In the March Budget, Chancellor Rishi Sunak announced that £100million would be used to fund a taskforce of 1,000 investigators in HM Revenue & Customs to crack down on the misuse of the furlough and self-employment income support schemes. 

Federation of Small Businesses national vice chair Martin McTague said: ‘When they created Bounce Back Loans last summer, the Government and British Business Bank were faced with an extremely difficult task: getting cash into as many of these small firms as possible, as quickly as possible, whilst rightly doing all they could to shut out fraudsters in a fast-moving situation.

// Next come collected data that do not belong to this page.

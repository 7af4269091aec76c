//! Configuration loading.
//!
//! Configuration is loaded from TOML files with the following resolution order:
//! 1. Explicit path (e.g. the CLI's `--config <path>`)
//! 2. `~/.stargazer/config.toml` (user)
//! 3. `/etc/stargazer/config.toml` (system)
//!
//! When no file exists in the standard locations the defaults apply; every
//! section and field is optional.
//!
//! Secrets are loaded separately with mandatory permission checks:
//! 1. `~/.stargazer/secrets.toml` (user, must be 0600)
//! 2. `/etc/stargazer/secrets.toml` (system, must be 0600)
//!
//! Keys missing from the secrets file fall back to environment variables.

use serde::Deserialize;
use std::fs;
use std::path::{Path, PathBuf};
use std::time::Duration;

use tracing::debug;

use crate::providers::ProviderSelection;
use crate::translation::TranslationMethod;
use crate::{Result, StargazerError};

/// Engine configuration.
#[derive(Debug, Clone, Default, Deserialize)]
pub struct Config {
    #[serde(default)]
    pub providers: ProvidersConfig,
    #[serde(default)]
    pub cache: CacheSection,
    #[serde(default)]
    pub context: ContextSection,
    #[serde(default)]
    pub profiles: ProfilesSection,
    #[serde(default)]
    pub translation: TranslationSection,
}

/// Generation provider configuration.
#[derive(Debug, Clone, Deserialize)]
pub struct ProvidersConfig {
    /// "auto" or one of gemini, huggingface, openai, template (default: auto).
    #[serde(default)]
    pub selection: ProviderSelection,
    /// Per-provider timeout in seconds (default: 30).
    #[serde(default = "default_timeout")]
    pub timeout_secs: u64,
    #[serde(default)]
    pub gemini: ApiProviderConfig,
    #[serde(default)]
    pub huggingface: ApiProviderConfig,
    #[serde(default)]
    pub openai: ApiProviderConfig,
}

impl Default for ProvidersConfig {
    fn default() -> Self {
        Self {
            selection: ProviderSelection::default(),
            timeout_secs: default_timeout(),
            gemini: ApiProviderConfig::default(),
            huggingface: ApiProviderConfig::default(),
            openai: ApiProviderConfig::default(),
        }
    }
}

impl ProvidersConfig {
    pub fn timeout(&self) -> Duration {
        Duration::from_secs(self.timeout_secs)
    }
}

/// Remote provider configuration.
#[derive(Debug, Clone, Default, Deserialize)]
pub struct ApiProviderConfig {
    /// Model override.
    #[serde(default)]
    pub model: Option<String>,
    /// Timeout override in seconds.
    #[serde(default)]
    pub timeout_secs: Option<u64>,
    /// Base URL override (proxies, tests).
    #[serde(default)]
    pub base_url: Option<String>,
}

/// Insight cache configuration.
#[derive(Debug, Clone, Deserialize)]
pub struct CacheSection {
    #[serde(default = "default_true")]
    pub enabled: bool,
    /// Bound on cached insights (default: unbounded).
    #[serde(default)]
    pub max_entries: Option<u64>,
    /// Entry time-to-live in seconds (default: no expiry).
    #[serde(default)]
    pub ttl_secs: Option<u64>,
}

impl Default for CacheSection {
    fn default() -> Self {
        Self {
            enabled: true,
            max_entries: None,
            ttl_secs: None,
        }
    }
}

/// Context retrieval configuration.
#[derive(Debug, Clone, Deserialize)]
pub struct ContextSection {
    #[serde(default)]
    pub enabled: bool,
    /// Snippets injected into each prompt (default: 2).
    #[serde(default = "default_top_k")]
    pub top_k: usize,
}

impl Default for ContextSection {
    fn default() -> Self {
        Self {
            enabled: false,
            top_k: default_top_k(),
        }
    }
}

/// Profile tracking configuration.
#[derive(Debug, Clone, Deserialize)]
pub struct ProfilesSection {
    #[serde(default)]
    pub enabled: bool,
    /// Recent keywords kept per profile (default: 20).
    #[serde(default = "default_recent_keywords")]
    pub recent_keywords: usize,
}

impl Default for ProfilesSection {
    fn default() -> Self {
        Self {
            enabled: false,
            recent_keywords: default_recent_keywords(),
        }
    }
}

/// Translation configuration.
#[derive(Debug, Clone, Deserialize)]
pub struct TranslationSection {
    #[serde(default = "default_true")]
    pub enabled: bool,
    /// auto, indictrans2, nllb, google or placeholder (default: auto).
    #[serde(default)]
    pub method: TranslationMethod,
    /// Per-backend timeout in seconds (default: 30).
    #[serde(default = "default_timeout")]
    pub timeout_secs: u64,
}

impl Default for TranslationSection {
    fn default() -> Self {
        Self {
            enabled: true,
            method: TranslationMethod::default(),
            timeout_secs: default_timeout(),
        }
    }
}

fn default_timeout() -> u64 {
    30
}

fn default_true() -> bool {
    true
}

fn default_top_k() -> usize {
    2
}

fn default_recent_keywords() -> usize {
    crate::profile::DEFAULT_RECENT_KEYWORDS
}

/// Secrets configuration (API keys).
#[derive(Debug, Clone, Default, Deserialize)]
pub struct Secrets {
    #[serde(default)]
    pub gemini: Option<ApiKeySecret>,
    #[serde(default)]
    pub huggingface: Option<ApiKeySecret>,
    #[serde(default)]
    pub openai: Option<ApiKeySecret>,
    #[serde(default)]
    pub google_translate: Option<ApiKeySecret>,
}

/// A single API key secret.
#[derive(Debug, Clone, Deserialize)]
pub struct ApiKeySecret {
    pub api_key: String,
}

/// Service name → environment variable name mapping.
const SERVICE_ENV_VARS: &[(&str, &str)] = &[
    ("gemini", "GEMINI_API_KEY"),
    ("huggingface", "HUGGINGFACE_API_KEY"),
    ("openai", "OPENAI_API_KEY"),
    ("google_translate", "GOOGLE_TRANSLATE_API_KEY"),
];

impl Config {
    /// Load configuration from the standard locations.
    ///
    /// An explicit path must exist. Without one, the first of
    /// `~/.stargazer/config.toml` and `/etc/stargazer/config.toml` is used,
    /// or the defaults if neither exists.
    pub fn load(explicit_path: Option<&Path>) -> Result<Self> {
        match Self::resolve_config_path(explicit_path)? {
            Some(path) => Self::load_from_path(&path),
            None => {
                debug!("no config file found, using defaults");
                Ok(Config::default())
            }
        }
    }

    /// Parse a specific config file.
    pub fn load_from_path(path: &Path) -> Result<Self> {
        let content = fs::read_to_string(path).map_err(|e| {
            StargazerError::Configuration(format!("Failed to read config file {path:?}: {e}"))
        })?;
        toml::from_str(&content).map_err(|e| {
            StargazerError::Configuration(format!("Failed to parse config file {path:?}: {e}"))
        })
    }

    /// Resolve the config file path.
    fn resolve_config_path(explicit: Option<&Path>) -> Result<Option<PathBuf>> {
        if let Some(path) = explicit {
            if path.exists() {
                return Ok(Some(path.to_path_buf()));
            }
            return Err(StargazerError::Configuration(format!(
                "Config file not found: {path:?}"
            )));
        }

        // User config
        if let Some(home) = dirs::home_dir() {
            let user_config = home.join(".stargazer").join("config.toml");
            if user_config.exists() {
                return Ok(Some(user_config));
            }
        }

        // System config
        let system_config = PathBuf::from("/etc/stargazer/config.toml");
        if system_config.exists() {
            return Ok(Some(system_config));
        }

        Ok(None)
    }
}

impl Secrets {
    /// Load secrets from the standard locations with permission checks.
    ///
    /// Resolution order:
    /// 1. `~/.stargazer/secrets.toml` (if exists, must be 0600)
    /// 2. `/etc/stargazer/secrets.toml` (if exists, must be 0600)
    ///
    /// Returns empty secrets if no file exists (keys may come from env vars).
    pub fn load() -> Result<Self> {
        // Try user secrets first
        if let Some(home) = dirs::home_dir() {
            let user_secrets = home.join(".stargazer").join("secrets.toml");
            if user_secrets.exists() {
                return Self::load_from_path(&user_secrets);
            }
        }

        // Try system secrets
        let system_secrets = PathBuf::from("/etc/stargazer/secrets.toml");
        if system_secrets.exists() {
            return Self::load_from_path(&system_secrets);
        }

        Ok(Secrets::default())
    }

    /// Load a specific secrets file after checking its permissions.
    pub fn load_from_path(path: &Path) -> Result<Self> {
        Self::check_permissions(path)?;
        let content = fs::read_to_string(path).map_err(|e| {
            StargazerError::Configuration(format!("Failed to read secrets file {path:?}: {e}"))
        })?;
        toml::from_str(&content).map_err(|e| {
            StargazerError::Configuration(format!("Failed to parse secrets file {path:?}: {e}"))
        })
    }

    /// Check that the secrets file has secure permissions (0600 or 0400).
    #[cfg(unix)]
    fn check_permissions(path: &Path) -> Result<()> {
        use std::os::unix::fs::PermissionsExt;

        let metadata = fs::metadata(path).map_err(|e| {
            StargazerError::Configuration(format!("Failed to stat secrets file {path:?}: {e}"))
        })?;

        let mode = metadata.permissions().mode();
        // Reject if group or other bits are set
        if mode & 0o077 != 0 {
            return Err(StargazerError::Configuration(format!(
                "Secrets file {path:?} has insecure permissions {:o}. Must be 0600 or 0400.",
                mode & 0o777
            )));
        }

        Ok(())
    }

    #[cfg(not(unix))]
    fn check_permissions(_path: &Path) -> Result<()> {
        Ok(())
    }

    /// API key for a service, falling back to its environment variable.
    ///
    /// Empty keys count as missing.
    pub fn api_key(&self, service: &str) -> Option<String> {
        let from_file = match service {
            "gemini" => self.gemini.as_ref(),
            "huggingface" => self.huggingface.as_ref(),
            "openai" => self.openai.as_ref(),
            "google_translate" => self.google_translate.as_ref(),
            _ => None,
        }
        .map(|s| s.api_key.clone())
        .filter(|key| !key.trim().is_empty());

        from_file
            .or_else(|| {
                SERVICE_ENV_VARS
                    .iter()
                    .find(|(name, _)| *name == service)
                    .and_then(|(_, env_var)| std::env::var(env_var).ok())
            })
            .filter(|key| !key.trim().is_empty())
    }
}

‘After weeks of the original interruption loan scheme simply not working for the smallest firms most in need, hold ups with the bounce back programme would have been catastrophic.’

David Clarke, chairman of the Fraud Advisory Panel charity and the former head of the police’s National Fraud Intelligence Bureau, said: ‘We forecast that crooks would use middle men to help them commit fraud to get their hands on taxpayer-backed loans. ‘

Being transparent and publishing who received these loans as we called for is crucial.’

He added: ‘My plea to whistleblowers is report anything that looks dodgy.’

Liberal Democrat Treasury spokesman Christine Jardine said: ‘People will be horrified to learn that the system many have relied on may have been abused by fraudsters.

‘The Government must ensure that people are not able to profit from abuse of the system.

‘We need to ensure checks and balances are proportionate and manageable for businesses, without being an open door for criminals. This is yet another reason why we need an urgent inquiry into the Government’s handing off every aspect of this crisis. Otherwise we risk seeing mistakes repeated time and again.’